* Exercise aim *
From the data below, return each line in which the string "that" is found.
++++ Material shown ++++
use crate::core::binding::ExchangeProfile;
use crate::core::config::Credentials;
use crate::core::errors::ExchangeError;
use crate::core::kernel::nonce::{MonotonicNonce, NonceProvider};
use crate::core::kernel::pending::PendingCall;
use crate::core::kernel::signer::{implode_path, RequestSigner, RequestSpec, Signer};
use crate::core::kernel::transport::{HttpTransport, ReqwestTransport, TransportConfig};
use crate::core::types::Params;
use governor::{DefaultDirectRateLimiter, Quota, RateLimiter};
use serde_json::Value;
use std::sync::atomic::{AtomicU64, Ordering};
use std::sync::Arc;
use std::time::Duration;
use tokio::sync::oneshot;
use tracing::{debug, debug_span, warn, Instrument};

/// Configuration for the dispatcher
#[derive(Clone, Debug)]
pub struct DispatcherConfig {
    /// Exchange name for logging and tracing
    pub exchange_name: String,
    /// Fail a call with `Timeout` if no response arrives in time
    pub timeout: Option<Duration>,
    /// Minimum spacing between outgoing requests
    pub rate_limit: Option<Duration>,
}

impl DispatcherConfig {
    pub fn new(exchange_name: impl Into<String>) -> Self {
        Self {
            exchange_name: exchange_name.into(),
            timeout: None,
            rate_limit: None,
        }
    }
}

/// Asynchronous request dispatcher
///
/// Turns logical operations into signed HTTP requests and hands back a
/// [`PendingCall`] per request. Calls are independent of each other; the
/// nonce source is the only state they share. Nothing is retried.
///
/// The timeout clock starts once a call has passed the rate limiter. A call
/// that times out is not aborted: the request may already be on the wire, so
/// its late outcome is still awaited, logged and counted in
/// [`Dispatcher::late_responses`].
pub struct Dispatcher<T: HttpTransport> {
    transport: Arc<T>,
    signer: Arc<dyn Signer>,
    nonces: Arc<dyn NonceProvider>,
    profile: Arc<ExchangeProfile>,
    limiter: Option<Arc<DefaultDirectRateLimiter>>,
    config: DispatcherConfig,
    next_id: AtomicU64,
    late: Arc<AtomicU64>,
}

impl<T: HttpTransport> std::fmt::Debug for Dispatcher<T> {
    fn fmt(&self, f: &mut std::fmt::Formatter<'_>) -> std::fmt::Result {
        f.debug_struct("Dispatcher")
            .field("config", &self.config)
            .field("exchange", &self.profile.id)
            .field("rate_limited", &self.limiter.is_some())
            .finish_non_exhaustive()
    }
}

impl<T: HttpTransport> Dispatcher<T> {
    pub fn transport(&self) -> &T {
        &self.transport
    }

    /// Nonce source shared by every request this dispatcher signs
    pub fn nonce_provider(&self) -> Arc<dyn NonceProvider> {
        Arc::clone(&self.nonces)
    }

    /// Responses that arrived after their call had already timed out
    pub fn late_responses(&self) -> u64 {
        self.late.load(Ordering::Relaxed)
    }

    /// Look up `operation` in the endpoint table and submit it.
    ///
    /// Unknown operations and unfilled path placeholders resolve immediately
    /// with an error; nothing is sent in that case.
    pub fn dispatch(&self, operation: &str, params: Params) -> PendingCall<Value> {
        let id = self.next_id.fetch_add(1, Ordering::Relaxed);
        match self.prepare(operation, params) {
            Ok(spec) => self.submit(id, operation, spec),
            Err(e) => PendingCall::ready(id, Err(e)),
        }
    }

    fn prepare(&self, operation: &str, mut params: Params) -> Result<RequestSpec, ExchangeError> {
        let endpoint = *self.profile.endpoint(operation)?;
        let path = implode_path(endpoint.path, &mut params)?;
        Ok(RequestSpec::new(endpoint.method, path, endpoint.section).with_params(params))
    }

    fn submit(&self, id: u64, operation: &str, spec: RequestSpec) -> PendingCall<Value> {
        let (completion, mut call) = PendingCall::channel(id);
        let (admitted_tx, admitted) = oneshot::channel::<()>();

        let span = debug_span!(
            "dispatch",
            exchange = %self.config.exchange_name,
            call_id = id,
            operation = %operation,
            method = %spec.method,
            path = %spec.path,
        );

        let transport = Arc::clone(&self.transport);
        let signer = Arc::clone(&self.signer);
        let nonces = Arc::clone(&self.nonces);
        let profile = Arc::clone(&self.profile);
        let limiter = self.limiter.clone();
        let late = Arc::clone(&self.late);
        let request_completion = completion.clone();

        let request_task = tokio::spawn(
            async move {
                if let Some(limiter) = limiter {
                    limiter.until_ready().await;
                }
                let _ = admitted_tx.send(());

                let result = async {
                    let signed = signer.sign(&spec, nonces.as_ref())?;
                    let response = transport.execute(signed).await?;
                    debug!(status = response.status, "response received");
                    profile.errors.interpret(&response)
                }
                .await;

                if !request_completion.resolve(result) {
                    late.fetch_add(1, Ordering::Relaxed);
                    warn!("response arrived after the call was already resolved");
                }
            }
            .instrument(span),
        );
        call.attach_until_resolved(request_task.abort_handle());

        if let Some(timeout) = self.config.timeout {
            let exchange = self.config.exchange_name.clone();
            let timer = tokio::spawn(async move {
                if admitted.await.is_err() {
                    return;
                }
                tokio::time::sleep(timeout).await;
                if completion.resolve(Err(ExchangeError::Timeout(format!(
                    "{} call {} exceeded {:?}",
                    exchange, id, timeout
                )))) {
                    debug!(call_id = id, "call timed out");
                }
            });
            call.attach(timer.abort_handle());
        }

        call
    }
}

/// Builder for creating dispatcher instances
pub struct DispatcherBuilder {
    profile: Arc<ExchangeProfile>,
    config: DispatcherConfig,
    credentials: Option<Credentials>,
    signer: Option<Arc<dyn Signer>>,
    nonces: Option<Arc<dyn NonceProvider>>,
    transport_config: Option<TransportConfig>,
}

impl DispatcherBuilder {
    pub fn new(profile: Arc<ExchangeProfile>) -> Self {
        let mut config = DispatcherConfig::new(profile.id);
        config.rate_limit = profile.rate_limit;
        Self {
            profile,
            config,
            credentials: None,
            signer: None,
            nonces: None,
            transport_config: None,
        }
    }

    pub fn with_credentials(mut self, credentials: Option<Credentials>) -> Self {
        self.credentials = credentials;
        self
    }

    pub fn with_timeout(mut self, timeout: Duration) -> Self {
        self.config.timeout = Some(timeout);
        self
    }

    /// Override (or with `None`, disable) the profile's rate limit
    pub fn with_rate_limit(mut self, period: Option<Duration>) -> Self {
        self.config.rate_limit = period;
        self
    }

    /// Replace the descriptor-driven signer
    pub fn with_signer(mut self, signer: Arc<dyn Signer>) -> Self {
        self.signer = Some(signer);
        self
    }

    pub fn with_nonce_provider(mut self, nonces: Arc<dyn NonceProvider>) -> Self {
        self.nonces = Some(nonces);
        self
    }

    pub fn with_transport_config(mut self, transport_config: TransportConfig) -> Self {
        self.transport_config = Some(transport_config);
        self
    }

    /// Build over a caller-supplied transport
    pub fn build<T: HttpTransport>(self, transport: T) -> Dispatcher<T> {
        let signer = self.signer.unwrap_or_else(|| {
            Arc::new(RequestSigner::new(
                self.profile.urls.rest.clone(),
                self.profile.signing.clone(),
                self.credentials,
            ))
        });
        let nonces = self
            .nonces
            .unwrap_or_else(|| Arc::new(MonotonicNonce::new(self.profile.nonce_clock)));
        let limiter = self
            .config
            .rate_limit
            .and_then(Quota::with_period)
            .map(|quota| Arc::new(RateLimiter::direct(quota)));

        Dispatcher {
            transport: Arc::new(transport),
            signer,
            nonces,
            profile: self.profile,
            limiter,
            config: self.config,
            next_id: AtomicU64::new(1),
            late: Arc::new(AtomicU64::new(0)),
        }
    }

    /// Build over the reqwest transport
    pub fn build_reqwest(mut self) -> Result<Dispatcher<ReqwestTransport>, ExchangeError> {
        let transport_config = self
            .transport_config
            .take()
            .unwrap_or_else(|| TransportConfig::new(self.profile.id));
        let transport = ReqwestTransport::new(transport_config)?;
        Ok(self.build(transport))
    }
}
++++
* Response *
/// that times out is not aborted: the request may already be on the wire, so
    /// Responses that arrived after their call had already timed out
    /// with an error; nothing is sent in that case.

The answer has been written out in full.